Don’t get me wrong.  I fully realize that those balls I’ve got in the air mark me as a lucky woman.  Nonetheless, I’m somewhat breathless just itemizing all this. I’m frazzled. Distracted. And probably like you, just a little bit crazed: Too much going on, going on all at once.

Maybe it was ever so. But now, add this. The San Francisco Chronicle has reported on some new studies on the way that techno-stimulation — texts, tweets, IMs, Facebook, news alerts, the list goes on — has led to a new form of attention deficit disorder. We’re always on. Uber-connected. Addicted to short bursts of constant information. And despite our best intentions, we get sucked in. All of which, experts say, impacts our ability to analyze. From the story:

“The more we become used to just sound bites and tweets,” [Dr. Elias Aboujaoude, director of Stanford University's Impulse Control Disorders Clinic at Stanford University] said, “the less patient we will be with more complex, more meaningful information. And I do think we might lose the ability to analyze things with any depth and nuance. Like any skill, if you don’t use it, you lose it.”

Dr. John Ratey, an associate clinical professor of psychiatry at Harvard Medical School, uses the term “acquired attention deficit disorder” to describe the way technology is rewiring the modern brain.

I don’t know about you, but I really don’t need to know what Suzy from Ohio is doing every five minutes. And yet. There’s the seduction of the buzz, the flash. She has me at beep-beep.

Which brings me belatedly to my point: Is all this stuff, this stimulation, this juggling, cluttering up our already cluttered brains to the point where we are not only overwhelmed — but chronically undecided?

The science suggests the answer is yes. Shannon wrote earlier on our blog about the Paradox of Choice, about how the more choices that confront us, the less likely we are to make one — or to be happy with it when we do. There’s the iconic jam study, where shoppers confronted with 24 jars of jam — versus just six — walked away empty handed. And the pivotal Magical Number Seven study, which dates back to the 1950s, that found that the human brain has trouble processing more than seven items at a time. The study was the basis for similar research in 1999 by Stanford Marketing Professor Baba Shiv, then an assistant professor at University of Iowa. He sent two groups off to memorize a series of numbers. One group had to memorize three. The other, seven. At the end of the task, the groups were given their choice of a treat: gooey chocolate cake or fruit salad. The three digit group overwhelmingly chose fruit. The seven digit group — cake. The point? Overwhelmed with the memory task, the rational brain of the seven-digit folks begged off and let the emotional side take over.

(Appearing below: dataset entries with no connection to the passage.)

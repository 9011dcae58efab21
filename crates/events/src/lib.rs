//! Domain events and their stream envelopes.
//!
//! Catalog aggregates emit events; the authority records them wrapped in an
//! [`EventEnvelope`] so a product's history can be replayed or shown.

pub mod envelope;
pub mod event;

pub use envelope::{EventEnvelope, StreamRef};
pub use event::Event;
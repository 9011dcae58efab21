//! Aggregate traits for the event-sourced catalog model.

/// Aggregate root marker + minimal interface.
pub trait AggregateRoot {
    /// Strongly-typed aggregate identifier.
    type Id: Clone + Eq + core::hash::Hash + core::fmt::Debug;

    /// Returns the aggregate identifier.
    fn id(&self) -> &Self::Id;

    /// Number of events applied so far.
    fn version(&self) -> u64;
}

/// Aggregate execution semantics (pure, deterministic).
///
/// - **Decision logic**: `handle(&self, cmd)` returns events.
/// - **State mutation**: `apply(&mut self, event)` evolves state.
pub trait Aggregate: AggregateRoot {
    type Command: Clone + core::fmt::Debug;
    type Event: Clone + core::fmt::Debug;
    type Error: core::fmt::Debug;

    /// Evolve in-memory state from a single event (+1 version per event).
    fn apply(&mut self, event: &Self::Event);

    /// Decide which events to emit given the current state and a command.
    ///
    /// Must not mutate state.
    fn handle(&self, command: &Self::Command) -> Result<Vec<Self::Event>, Self::Error>;

    /// Handle `command` and apply the resulting events in order.
    ///
    /// On error nothing is applied.
    fn execute(&mut self, command: &Self::Command) -> Result<Vec<Self::Event>, Self::Error> {
        let events = self.handle(command)?;
        for event in &events {
            self.apply(event);
        }
        Ok(events)
    }
}
//! Product tags: independent boolean flags overlaid on the lifecycle state.

use core::fmt;
use core::str::FromStr;

use serde::{Deserialize, Serialize};

use roastah_core::DomainError;

/// Name of one of the five product flags.
#[derive(Debug, Clone, Copy, PartialEq, Eq, Hash, PartialOrd, Ord, Serialize, Deserialize)]
pub enum ProductTag {
    #[serde(rename = "isUnlisted")]
    Unlisted,
    #[serde(rename = "isPrivate")]
    Private,
    #[serde(rename = "isPreorder")]
    Preorder,
    #[serde(rename = "isOutOfStock")]
    OutOfStock,
    #[serde(rename = "isScheduled")]
    Scheduled,
}

impl ProductTag {
    pub const ALL: [ProductTag; 5] = [
        ProductTag::Unlisted,
        ProductTag::Private,
        ProductTag::Preorder,
        ProductTag::OutOfStock,
        ProductTag::Scheduled,
    ];

    /// Field name on the product record (`isPreorder`, ...).
    pub fn field_name(self) -> &'static str {
        match self {
            ProductTag::Unlisted => "isUnlisted",
            ProductTag::Private => "isPrivate",
            ProductTag::Preorder => "isPreorder",
            ProductTag::OutOfStock => "isOutOfStock",
            ProductTag::Scheduled => "isScheduled",
        }
    }

    pub fn label(self) -> &'static str {
        match self {
            ProductTag::Unlisted => "Unlisted",
            ProductTag::Private => "Private",
            ProductTag::Preorder => "Pre-order",
            ProductTag::OutOfStock => "Out of Stock",
            ProductTag::Scheduled => "Scheduled",
        }
    }

    pub fn color(self) -> &'static str {
        match self {
            ProductTag::Unlisted => "slate",
            ProductTag::Private => "purple",
            ProductTag::Preorder => "blue",
            ProductTag::OutOfStock => "red",
            ProductTag::Scheduled => "indigo",
        }
    }

    fn short_name(self) -> &'static str {
        match self {
            ProductTag::Unlisted => "unlisted",
            ProductTag::Private => "private",
            ProductTag::Preorder => "preorder",
            ProductTag::OutOfStock => "out_of_stock",
            ProductTag::Scheduled => "scheduled",
        }
    }
}

impl fmt::Display for ProductTag {
    fn fmt(&self, f: &mut fmt::Formatter<'_>) -> fmt::Result {
        f.write_str(self.field_name())
    }
}

impl FromStr for ProductTag {
    type Err = DomainError;

    /// Accepts the record field name (`isOutOfStock`) or the short name
    /// (`out-of-stock`, `out_of_stock`).
    fn from_str(s: &str) -> Result<Self, Self::Err> {
        let trimmed = s.trim();
        let short = trimmed.to_ascii_lowercase().replace('-', "_");
        ProductTag::ALL
            .into_iter()
            .find(|tag| tag.field_name() == trimmed || tag.short_name() == short)
            .ok_or_else(|| DomainError::validation(format!("unknown product tag '{s}'")))
    }
}

/// The five tag booleans as they appear on a product record.
#[derive(Debug, Clone, Copy, Default, PartialEq, Eq, Hash, Serialize, Deserialize)]
#[serde(rename_all = "camelCase")]
pub struct ProductTags {
    #[serde(default)]
    pub is_unlisted: bool,
    #[serde(default)]
    pub is_private: bool,
    #[serde(default)]
    pub is_preorder: bool,
    #[serde(default)]
    pub is_out_of_stock: bool,
    #[serde(default)]
    pub is_scheduled: bool,
}

impl ProductTags {
    pub fn get(&self, tag: ProductTag) -> bool {
        match tag {
            ProductTag::Unlisted => self.is_unlisted,
            ProductTag::Private => self.is_private,
            ProductTag::Preorder => self.is_preorder,
            ProductTag::OutOfStock => self.is_out_of_stock,
            ProductTag::Scheduled => self.is_scheduled,
        }
    }

    pub fn set(&mut self, tag: ProductTag, value: bool) {
        let slot = match tag {
            ProductTag::Unlisted => &mut self.is_unlisted,
            ProductTag::Private => &mut self.is_private,
            ProductTag::Preorder => &mut self.is_preorder,
            ProductTag::OutOfStock => &mut self.is_out_of_stock,
            ProductTag::Scheduled => &mut self.is_scheduled,
        };
        *slot = value;
    }

    /// Builder-style `set`.
    pub fn with(mut self, tag: ProductTag, value: bool) -> Self {
        self.set(tag, value);
        self
    }

    /// Tags currently `true`, in declaration order (badge order).
    pub fn active(&self) -> Vec<ProductTag> {
        ProductTag::ALL
            .into_iter()
            .filter(|tag| self.get(*tag))
            .collect()
    }
}

#[cfg(test)]
mod tests {
    use super::*;

    #[test]
    fn active_reports_exactly_the_true_flags() {
        let tags = ProductTags {
            is_preorder: true,
            is_out_of_stock: false,
            ..ProductTags::default()
        };
        let active = tags.active();
        assert!(active.contains(&ProductTag::Preorder));
        assert!(!active.contains(&ProductTag::OutOfStock));
        assert_eq!(active.len(), 1);
    }

    #[test]
    fn set_touches_only_one_flag() {
        let mut tags = ProductTags::default();
        tags.set(ProductTag::Scheduled, true);
        assert_eq!(tags.active(), vec![ProductTag::Scheduled]);
        tags.set(ProductTag::Scheduled, false);
        assert!(tags.active().is_empty());
    }

    #[test]
    fn parses_field_and_short_names() {
        assert_eq!("isOutOfStock".parse::<ProductTag>().unwrap(), ProductTag::OutOfStock);
        assert_eq!("out-of-stock".parse::<ProductTag>().unwrap(), ProductTag::OutOfStock);
        assert_eq!("Preorder".parse::<ProductTag>().unwrap(), ProductTag::Preorder);
        assert!("featured".parse::<ProductTag>().is_err());
    }

    #[test]
    fn record_fields_are_camel_case() {
        let tags = ProductTags::default().with(ProductTag::OutOfStock, true);
        let json = serde_json::to_value(tags).unwrap();
        assert_eq!(json["isOutOfStock"], true);
        assert_eq!(json["isPreorder"], false);
        for tag in ProductTag::ALL {
            assert!(json.get(tag.field_name()).is_some(), "missing {tag}");
        }
    }

    #[test]
    fn missing_fields_default_to_false() {
        let tags: ProductTags = serde_json::from_str(r#"{"isPrivate": true}"#).unwrap();
        assert_eq!(tags.active(), vec![ProductTag::Private]);
    }

    mod proptest_tests {
        use super::*;
        use proptest::prelude::*;

        proptest! {
            /// Property: `active` is exactly the set of flags that `get` reports true.
            #[test]
            fn active_matches_get(bits in proptest::array::uniform5(any::<bool>())) {
                let mut tags = ProductTags::default();
                for (tag, on) in ProductTag::ALL.into_iter().zip(bits) {
                    tags.set(tag, on);
                }
                let active = tags.active();
                for (tag, on) in ProductTag::ALL.into_iter().zip(bits) {
                    prop_assert_eq!(active.contains(&tag), on);
                }
            }

            /// Property: labels and colours are non-empty and deterministic.
            #[test]
            fn tag_labels_are_stable(idx in 0usize..5) {
                let tag = ProductTag::ALL[idx];
                prop_assert!(!tag.label().is_empty());
                prop_assert_eq!(tag.color(), tag.color());
                prop_assert_eq!(tag.to_string().parse::<ProductTag>().unwrap(), tag);
            }
        }
    }
}
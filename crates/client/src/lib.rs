//! `roastah-client`
//!
//! **Responsibility:** seller-side edit surface for catalog listings.
//!
//! This crate provides:
//! - The [`ProductApi`] seam to the catalog authority (HTTP and in-memory)
//! - A shared query cache written only on confirmed mutations
//! - A headless product editor gated by the lifecycle view-model
//! - Persisted UI preferences
//!
//! The catalog API remains the authority; nothing here decides a lifecycle
//! change on its own.

pub mod api;
pub mod cache;
pub mod config;
pub mod editor;
pub mod http;
pub mod memory;
pub mod prefs;

pub use api::{ApiError, ErrorBody, ProductApi};
pub use cache::{CacheWrite, ProductQueries, QueryCache};
pub use config::{ClientConfig, ConfigError};
pub use editor::{
    Control, DeleteConfirmation, EditError, EditView, Notice, NoticeLevel, ProductEditor,
    TagToggle,
};
pub use http::HttpProductApi;
pub use memory::InMemoryProductApi;
pub use prefs::{DashboardLayout, PreferenceError, PreferenceStore, ViewMode};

Shannon wrote recently about Zen and art of multi-tasking where, really, what we need to do when we drink tea –is to just drink tea. I wrote about the need to just play cards. Put all of this together and I think you find that maybe, for our own mental health, not to mention our ability to make decisions, we need to turn down the chatter.

Sixties guru Timothy Leary (he of LSD fame) once exhorted the youth of the day to “turn on, tune in, drop out.” I’m thinking it’s time to flip the switch: Turn off, tune out, drop in.

But wait. Did that make the slightest bit of sense? Not sure. I’m off to find some chocolate cake.